• [Data records]
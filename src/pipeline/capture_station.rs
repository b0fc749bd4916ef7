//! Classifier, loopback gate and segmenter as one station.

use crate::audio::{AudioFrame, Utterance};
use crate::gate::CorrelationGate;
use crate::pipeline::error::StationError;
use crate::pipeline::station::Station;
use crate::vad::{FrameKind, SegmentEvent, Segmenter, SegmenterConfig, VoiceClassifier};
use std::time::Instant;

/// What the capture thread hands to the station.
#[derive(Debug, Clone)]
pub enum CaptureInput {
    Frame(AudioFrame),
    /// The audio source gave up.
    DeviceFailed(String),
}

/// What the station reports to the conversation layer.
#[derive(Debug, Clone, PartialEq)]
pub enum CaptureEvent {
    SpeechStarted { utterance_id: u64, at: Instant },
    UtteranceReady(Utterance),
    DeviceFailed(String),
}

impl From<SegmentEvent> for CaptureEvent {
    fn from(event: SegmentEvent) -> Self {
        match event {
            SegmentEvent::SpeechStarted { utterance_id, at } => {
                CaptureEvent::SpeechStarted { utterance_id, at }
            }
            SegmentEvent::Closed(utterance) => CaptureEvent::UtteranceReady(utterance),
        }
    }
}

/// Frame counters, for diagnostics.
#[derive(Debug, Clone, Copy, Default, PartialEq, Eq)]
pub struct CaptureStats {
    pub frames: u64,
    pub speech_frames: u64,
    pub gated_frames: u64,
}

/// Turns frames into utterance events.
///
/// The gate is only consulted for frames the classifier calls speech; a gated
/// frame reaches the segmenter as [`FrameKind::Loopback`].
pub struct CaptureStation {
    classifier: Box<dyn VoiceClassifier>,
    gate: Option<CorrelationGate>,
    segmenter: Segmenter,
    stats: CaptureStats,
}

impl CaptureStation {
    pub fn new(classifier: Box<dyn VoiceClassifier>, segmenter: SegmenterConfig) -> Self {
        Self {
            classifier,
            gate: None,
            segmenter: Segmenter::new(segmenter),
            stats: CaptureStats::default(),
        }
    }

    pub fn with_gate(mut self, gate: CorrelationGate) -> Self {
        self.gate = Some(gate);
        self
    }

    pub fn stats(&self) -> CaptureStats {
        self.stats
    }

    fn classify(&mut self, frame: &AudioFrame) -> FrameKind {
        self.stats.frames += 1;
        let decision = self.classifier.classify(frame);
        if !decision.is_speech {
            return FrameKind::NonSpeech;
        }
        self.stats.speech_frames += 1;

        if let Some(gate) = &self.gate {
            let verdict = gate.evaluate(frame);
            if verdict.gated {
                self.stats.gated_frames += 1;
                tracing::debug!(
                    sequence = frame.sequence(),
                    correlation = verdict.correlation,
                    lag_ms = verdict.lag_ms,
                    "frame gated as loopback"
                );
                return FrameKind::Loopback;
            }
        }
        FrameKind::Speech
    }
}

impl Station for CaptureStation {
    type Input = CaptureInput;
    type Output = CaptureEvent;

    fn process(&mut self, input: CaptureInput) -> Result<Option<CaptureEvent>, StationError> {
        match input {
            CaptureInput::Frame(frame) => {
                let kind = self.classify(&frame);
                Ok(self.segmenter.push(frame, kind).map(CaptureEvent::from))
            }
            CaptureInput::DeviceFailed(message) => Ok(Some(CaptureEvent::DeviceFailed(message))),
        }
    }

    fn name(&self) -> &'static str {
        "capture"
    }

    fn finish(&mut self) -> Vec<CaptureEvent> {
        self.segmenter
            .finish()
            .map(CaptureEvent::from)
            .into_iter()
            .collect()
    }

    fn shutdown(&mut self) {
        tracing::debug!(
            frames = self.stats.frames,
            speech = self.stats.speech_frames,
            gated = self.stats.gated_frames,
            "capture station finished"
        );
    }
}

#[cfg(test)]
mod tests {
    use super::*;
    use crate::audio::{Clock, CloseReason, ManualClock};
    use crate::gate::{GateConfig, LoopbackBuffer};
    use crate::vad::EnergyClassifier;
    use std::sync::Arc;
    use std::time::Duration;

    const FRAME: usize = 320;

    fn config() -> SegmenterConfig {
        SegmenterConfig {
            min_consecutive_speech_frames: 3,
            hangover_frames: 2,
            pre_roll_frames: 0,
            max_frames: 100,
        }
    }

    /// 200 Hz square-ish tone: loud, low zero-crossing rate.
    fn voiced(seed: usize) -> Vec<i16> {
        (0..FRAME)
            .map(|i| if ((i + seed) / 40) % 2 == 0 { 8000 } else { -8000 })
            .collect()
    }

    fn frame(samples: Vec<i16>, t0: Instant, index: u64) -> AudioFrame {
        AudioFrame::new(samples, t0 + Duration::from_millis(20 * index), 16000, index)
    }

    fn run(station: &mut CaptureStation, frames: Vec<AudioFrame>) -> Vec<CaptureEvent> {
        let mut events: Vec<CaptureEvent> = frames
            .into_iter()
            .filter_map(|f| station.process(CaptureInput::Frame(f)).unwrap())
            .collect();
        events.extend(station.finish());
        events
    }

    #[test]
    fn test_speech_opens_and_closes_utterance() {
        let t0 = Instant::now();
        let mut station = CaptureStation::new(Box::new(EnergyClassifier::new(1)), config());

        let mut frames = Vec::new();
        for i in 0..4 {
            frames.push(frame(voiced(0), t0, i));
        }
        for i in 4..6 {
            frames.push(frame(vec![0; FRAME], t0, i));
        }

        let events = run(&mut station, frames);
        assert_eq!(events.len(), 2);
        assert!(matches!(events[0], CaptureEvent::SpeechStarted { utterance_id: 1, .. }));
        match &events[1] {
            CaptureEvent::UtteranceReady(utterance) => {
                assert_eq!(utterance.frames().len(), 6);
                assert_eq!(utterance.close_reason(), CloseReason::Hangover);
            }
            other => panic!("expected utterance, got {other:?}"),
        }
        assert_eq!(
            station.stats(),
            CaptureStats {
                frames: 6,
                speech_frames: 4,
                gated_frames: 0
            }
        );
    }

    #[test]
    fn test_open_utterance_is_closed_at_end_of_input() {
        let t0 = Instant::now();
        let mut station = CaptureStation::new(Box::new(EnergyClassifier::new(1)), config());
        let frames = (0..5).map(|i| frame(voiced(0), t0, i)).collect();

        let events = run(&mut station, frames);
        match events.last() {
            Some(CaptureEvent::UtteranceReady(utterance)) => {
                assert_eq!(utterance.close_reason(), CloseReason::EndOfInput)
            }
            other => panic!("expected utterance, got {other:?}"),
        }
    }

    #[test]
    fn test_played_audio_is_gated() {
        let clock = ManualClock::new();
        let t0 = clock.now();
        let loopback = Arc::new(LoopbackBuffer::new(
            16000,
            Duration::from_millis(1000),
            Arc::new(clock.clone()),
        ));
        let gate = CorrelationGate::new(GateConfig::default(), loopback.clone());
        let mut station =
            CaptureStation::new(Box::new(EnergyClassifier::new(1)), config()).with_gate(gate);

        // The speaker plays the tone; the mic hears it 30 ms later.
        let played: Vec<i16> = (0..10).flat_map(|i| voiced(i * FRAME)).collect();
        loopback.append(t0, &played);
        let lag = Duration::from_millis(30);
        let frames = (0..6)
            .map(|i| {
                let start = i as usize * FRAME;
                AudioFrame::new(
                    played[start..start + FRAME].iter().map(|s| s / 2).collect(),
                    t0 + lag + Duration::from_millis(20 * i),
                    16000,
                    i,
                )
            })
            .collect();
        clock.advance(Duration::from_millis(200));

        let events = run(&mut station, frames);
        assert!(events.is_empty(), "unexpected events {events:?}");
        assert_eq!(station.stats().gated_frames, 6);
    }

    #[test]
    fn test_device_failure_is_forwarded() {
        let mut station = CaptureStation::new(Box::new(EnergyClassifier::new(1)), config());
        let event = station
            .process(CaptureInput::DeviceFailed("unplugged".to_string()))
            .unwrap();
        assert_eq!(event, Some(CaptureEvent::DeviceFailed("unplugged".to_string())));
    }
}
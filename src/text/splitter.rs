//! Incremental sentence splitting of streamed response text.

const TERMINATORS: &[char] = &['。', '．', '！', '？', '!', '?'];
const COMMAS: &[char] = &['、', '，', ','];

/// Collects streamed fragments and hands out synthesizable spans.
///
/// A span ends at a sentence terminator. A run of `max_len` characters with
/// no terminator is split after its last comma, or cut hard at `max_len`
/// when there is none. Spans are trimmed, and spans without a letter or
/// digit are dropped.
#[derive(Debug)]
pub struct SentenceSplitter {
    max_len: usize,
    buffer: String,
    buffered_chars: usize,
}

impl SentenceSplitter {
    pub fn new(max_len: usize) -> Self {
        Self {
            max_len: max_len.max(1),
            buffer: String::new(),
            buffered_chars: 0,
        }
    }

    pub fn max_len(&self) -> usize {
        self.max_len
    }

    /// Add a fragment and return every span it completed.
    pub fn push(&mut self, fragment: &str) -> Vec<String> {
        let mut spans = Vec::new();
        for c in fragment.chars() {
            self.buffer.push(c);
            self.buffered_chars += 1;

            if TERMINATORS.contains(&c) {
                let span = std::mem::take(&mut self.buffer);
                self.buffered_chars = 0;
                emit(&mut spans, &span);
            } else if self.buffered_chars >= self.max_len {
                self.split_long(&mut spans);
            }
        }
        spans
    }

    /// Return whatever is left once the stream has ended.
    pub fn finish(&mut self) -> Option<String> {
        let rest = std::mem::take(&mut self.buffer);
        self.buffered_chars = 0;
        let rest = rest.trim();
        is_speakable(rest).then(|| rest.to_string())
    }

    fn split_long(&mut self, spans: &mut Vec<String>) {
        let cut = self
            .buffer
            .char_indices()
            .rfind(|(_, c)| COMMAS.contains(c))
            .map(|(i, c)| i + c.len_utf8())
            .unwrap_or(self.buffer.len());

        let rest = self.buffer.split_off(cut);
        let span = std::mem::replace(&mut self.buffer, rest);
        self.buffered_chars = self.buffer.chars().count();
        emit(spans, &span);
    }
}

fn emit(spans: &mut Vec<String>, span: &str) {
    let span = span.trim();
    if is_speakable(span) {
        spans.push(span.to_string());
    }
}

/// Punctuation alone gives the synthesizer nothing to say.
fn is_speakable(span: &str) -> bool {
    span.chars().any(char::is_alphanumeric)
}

• [Problem requirements]
Write out exactly the lines that begin at the one containing "nothing to say." and continue through the last line of the data, and only those.

• [Exercise solution]
/// Punctuation alone gives the synthesizer nothing to say.
fn is_speakable(span: &str) -> bool {
    span.chars().any(char::is_alphanumeric)
}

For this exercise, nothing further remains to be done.